#### WORK ITEM:
Return, exactly and in full, the lines of the records below starting at the one with "let body = response" and ending at the one with "let response: LoginResponse", and no other lines.

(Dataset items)
---*---
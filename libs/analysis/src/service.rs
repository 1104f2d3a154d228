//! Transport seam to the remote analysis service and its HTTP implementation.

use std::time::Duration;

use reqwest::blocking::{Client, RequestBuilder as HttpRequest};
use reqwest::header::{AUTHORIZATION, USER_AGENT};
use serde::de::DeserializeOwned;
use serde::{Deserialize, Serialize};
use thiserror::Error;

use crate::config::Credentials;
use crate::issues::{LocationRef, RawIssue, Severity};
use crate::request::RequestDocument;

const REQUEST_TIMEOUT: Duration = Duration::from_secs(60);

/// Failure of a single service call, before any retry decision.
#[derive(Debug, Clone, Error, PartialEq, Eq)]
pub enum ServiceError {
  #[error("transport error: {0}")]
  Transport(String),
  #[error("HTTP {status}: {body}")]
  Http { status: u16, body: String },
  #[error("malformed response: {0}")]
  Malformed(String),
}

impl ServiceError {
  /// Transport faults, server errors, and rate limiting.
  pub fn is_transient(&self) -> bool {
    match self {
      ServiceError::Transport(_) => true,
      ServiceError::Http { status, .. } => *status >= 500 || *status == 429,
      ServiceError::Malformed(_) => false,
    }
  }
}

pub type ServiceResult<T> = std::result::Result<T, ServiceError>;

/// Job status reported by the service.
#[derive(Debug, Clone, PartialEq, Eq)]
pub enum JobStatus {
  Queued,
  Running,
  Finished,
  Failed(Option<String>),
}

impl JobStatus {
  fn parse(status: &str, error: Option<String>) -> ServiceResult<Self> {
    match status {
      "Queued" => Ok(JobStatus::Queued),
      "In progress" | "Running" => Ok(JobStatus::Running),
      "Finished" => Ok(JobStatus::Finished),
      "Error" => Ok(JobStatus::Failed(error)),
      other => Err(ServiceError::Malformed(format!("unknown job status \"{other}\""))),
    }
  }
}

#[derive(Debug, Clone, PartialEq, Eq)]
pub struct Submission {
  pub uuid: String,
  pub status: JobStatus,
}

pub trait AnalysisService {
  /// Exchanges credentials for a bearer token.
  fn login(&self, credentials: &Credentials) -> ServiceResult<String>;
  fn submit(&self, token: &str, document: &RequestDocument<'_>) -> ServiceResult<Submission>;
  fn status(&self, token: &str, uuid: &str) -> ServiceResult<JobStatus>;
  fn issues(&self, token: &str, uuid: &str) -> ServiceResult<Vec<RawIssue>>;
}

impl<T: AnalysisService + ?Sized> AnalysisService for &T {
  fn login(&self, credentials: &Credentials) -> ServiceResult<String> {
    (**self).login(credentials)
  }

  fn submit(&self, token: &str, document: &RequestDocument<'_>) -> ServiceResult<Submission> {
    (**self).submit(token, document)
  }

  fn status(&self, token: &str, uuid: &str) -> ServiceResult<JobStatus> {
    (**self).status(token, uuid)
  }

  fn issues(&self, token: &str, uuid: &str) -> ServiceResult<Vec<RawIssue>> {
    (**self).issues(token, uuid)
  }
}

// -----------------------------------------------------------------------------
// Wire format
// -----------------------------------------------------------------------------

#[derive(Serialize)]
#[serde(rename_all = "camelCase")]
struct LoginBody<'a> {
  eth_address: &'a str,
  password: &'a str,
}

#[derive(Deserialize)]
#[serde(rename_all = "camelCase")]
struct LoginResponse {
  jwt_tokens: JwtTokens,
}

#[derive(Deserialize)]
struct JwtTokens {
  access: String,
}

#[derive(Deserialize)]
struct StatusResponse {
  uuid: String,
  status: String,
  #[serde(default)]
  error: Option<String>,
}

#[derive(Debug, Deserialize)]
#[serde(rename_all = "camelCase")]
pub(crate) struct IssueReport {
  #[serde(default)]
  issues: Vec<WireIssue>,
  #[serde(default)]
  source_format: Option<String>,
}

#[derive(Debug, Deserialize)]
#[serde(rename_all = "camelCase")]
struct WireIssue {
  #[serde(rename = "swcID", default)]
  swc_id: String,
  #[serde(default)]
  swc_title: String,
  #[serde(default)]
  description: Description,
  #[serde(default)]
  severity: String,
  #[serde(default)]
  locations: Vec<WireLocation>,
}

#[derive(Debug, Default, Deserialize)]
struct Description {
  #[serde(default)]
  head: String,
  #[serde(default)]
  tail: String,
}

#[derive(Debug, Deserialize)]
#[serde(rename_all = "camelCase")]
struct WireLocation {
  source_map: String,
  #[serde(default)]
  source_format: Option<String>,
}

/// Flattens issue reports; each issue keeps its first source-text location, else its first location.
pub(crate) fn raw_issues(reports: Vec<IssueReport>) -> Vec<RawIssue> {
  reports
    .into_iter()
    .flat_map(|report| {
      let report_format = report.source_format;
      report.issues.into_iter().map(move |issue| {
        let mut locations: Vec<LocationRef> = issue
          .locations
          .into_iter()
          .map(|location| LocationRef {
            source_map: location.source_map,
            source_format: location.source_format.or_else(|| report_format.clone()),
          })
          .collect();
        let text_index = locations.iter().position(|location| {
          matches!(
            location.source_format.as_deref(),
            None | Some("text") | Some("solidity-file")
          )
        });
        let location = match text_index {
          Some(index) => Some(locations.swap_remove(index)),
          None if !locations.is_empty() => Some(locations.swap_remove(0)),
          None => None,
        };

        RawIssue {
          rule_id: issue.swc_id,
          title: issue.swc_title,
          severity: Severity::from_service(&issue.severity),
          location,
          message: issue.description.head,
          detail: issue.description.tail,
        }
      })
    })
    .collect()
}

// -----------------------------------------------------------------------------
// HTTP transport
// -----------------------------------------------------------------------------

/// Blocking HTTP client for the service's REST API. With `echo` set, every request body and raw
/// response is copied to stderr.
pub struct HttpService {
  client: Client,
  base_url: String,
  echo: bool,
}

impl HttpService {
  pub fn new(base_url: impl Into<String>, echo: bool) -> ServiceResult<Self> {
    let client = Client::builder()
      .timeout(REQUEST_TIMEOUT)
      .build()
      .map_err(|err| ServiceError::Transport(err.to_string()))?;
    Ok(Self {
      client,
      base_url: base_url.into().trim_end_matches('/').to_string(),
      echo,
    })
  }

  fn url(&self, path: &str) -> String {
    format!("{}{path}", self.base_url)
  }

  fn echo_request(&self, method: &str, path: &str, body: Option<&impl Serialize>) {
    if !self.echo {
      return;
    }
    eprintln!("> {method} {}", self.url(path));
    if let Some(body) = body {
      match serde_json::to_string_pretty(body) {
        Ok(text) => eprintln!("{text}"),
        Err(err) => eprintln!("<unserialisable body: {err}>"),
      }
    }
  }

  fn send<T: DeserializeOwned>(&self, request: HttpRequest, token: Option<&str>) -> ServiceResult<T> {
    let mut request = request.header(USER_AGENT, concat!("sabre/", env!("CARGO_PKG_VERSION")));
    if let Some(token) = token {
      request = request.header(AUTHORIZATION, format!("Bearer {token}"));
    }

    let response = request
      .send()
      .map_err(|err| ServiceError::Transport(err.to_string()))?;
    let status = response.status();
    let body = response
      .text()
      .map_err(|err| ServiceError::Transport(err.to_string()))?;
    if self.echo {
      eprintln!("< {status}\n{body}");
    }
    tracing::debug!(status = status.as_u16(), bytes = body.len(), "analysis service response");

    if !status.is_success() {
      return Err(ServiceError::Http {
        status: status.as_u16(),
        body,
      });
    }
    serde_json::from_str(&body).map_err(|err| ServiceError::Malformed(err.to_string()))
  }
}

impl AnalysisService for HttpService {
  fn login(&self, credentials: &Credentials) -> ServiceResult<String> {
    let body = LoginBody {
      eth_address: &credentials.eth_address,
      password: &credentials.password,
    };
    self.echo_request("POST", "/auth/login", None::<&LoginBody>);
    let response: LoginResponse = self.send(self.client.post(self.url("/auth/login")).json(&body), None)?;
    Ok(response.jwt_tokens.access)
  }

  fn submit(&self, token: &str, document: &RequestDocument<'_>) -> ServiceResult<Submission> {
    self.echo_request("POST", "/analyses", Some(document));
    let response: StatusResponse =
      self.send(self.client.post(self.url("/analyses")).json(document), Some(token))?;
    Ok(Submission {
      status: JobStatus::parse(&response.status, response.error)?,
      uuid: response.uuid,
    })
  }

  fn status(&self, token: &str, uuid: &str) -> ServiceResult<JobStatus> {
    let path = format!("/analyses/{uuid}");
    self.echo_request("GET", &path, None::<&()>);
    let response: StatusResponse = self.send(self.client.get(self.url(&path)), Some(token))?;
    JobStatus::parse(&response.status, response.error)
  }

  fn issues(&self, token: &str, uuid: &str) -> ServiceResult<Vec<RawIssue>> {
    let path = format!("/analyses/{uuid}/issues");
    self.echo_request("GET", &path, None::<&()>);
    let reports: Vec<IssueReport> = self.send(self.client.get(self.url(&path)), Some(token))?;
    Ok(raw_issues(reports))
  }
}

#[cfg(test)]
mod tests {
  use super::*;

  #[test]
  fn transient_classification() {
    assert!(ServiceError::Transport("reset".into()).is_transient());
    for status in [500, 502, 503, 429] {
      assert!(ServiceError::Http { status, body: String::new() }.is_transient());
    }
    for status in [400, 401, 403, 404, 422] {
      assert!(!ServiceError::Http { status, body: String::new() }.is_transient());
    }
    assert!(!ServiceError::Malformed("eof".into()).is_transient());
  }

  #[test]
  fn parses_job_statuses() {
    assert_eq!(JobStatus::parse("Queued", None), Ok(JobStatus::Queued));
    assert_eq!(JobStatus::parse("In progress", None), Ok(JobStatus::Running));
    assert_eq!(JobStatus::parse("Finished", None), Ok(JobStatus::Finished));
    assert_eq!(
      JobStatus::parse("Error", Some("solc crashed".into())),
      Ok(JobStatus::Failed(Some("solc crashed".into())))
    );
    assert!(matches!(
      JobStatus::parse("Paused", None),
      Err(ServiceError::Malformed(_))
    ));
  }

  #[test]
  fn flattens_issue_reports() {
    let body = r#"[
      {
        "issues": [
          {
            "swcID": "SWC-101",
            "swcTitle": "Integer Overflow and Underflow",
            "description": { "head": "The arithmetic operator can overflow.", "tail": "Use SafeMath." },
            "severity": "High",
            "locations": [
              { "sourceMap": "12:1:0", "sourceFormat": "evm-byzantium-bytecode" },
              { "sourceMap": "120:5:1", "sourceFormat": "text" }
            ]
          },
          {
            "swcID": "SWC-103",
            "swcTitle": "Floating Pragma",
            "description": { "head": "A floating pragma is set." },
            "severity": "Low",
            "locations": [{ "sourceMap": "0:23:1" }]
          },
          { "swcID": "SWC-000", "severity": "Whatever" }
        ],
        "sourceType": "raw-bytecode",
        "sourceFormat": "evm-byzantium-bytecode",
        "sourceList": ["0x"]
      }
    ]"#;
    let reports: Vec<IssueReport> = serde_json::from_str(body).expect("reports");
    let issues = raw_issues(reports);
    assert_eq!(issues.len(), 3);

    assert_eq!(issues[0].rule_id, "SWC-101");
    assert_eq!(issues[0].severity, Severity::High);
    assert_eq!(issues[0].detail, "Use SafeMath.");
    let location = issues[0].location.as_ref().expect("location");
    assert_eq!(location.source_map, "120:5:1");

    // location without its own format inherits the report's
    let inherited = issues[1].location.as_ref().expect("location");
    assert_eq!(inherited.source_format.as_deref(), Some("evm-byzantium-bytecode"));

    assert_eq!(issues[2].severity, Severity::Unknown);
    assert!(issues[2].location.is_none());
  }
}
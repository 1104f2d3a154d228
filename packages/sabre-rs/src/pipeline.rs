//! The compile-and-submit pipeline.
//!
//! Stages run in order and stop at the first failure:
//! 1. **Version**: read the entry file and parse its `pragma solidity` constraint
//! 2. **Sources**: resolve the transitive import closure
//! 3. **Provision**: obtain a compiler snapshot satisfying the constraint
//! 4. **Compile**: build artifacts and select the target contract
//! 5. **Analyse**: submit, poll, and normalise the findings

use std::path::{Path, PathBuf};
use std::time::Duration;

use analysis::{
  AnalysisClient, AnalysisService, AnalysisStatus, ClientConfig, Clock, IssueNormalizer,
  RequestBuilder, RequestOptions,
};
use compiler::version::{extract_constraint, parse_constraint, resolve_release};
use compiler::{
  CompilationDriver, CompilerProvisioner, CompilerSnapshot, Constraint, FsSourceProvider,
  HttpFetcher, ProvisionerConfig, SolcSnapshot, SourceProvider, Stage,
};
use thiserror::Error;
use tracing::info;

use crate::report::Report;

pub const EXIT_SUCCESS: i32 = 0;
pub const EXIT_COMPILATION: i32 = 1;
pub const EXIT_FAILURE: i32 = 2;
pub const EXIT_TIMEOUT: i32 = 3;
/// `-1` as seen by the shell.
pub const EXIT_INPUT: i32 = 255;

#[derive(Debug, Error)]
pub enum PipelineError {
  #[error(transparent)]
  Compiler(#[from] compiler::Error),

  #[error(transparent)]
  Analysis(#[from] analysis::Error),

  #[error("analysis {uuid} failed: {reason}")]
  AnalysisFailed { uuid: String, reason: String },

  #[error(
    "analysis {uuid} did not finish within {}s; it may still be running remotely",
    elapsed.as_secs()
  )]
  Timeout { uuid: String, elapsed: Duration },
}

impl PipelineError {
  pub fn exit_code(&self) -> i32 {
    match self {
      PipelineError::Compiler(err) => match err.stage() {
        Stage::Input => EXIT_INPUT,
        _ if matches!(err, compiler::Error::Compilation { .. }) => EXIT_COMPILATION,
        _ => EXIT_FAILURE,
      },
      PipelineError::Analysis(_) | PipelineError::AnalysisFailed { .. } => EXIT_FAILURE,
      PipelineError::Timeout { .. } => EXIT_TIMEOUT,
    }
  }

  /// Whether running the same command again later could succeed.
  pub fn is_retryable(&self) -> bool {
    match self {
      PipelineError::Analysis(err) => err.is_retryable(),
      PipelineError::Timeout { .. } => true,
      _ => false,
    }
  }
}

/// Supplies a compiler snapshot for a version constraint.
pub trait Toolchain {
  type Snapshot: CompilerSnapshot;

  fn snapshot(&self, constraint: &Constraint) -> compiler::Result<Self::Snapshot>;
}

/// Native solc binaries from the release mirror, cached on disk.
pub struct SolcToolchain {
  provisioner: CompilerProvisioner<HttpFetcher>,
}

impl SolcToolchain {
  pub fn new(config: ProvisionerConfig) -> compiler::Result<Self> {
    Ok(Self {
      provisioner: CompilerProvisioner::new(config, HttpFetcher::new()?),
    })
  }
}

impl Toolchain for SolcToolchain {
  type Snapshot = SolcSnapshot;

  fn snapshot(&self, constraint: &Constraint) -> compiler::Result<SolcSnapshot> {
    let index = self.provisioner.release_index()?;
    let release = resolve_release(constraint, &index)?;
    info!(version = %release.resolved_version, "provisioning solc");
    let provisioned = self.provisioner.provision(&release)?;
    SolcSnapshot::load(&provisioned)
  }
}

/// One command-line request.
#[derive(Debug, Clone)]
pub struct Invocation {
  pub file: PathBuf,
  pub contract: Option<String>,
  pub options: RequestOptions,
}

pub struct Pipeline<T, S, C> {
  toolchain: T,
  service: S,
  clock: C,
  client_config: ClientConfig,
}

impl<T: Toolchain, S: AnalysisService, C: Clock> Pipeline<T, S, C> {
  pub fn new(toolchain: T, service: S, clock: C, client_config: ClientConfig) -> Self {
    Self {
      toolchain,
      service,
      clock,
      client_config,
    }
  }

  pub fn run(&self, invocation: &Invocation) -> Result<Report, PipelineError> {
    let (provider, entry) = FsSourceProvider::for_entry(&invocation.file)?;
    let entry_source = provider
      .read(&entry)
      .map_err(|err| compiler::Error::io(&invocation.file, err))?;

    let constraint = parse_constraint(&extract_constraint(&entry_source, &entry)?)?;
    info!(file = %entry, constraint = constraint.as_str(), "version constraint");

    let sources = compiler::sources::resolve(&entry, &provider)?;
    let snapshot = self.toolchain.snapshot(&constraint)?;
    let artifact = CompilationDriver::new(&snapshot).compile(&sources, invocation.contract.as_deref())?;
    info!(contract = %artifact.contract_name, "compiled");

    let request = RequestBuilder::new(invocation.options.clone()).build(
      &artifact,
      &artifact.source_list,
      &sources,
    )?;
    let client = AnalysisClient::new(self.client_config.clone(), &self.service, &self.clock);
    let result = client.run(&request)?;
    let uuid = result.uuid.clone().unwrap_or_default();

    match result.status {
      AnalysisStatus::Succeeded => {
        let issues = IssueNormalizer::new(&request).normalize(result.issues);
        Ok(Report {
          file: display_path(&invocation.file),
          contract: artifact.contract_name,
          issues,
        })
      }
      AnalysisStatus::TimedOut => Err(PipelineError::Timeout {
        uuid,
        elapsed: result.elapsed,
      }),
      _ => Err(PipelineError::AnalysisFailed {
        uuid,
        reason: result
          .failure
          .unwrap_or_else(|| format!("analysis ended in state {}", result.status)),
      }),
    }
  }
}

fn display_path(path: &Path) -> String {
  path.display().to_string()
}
---*---
#### RESPONSE AREA:
    let body = response
      .text()
      .map_err(|err| ServiceError::Transport(err.to_string()))?;
    if self.echo {
      eprintln!("< {status}\n{body}");
    }
    tracing::debug!(status = status.as_u16(), bytes = body.len(), "analysis service response");

    if !status.is_success() {
      return Err(ServiceError::Http {
        status: status.as_u16(),
        body,
      });
    }
    serde_json::from_str(&body).map_err(|err| ServiceError::Malformed(err.to_string()))
  }
}

impl AnalysisService for HttpService {
  fn login(&self, credentials: &Credentials) -> ServiceResult<String> {
    let body = LoginBody {
      eth_address: &credentials.eth_address,
      password: &credentials.password,
    };
    self.echo_request("POST", "/auth/login", None::<&LoginBody>);
    let response: LoginResponse = self.send(self.client.post(self.url("/auth/login")).json(&body), None)?;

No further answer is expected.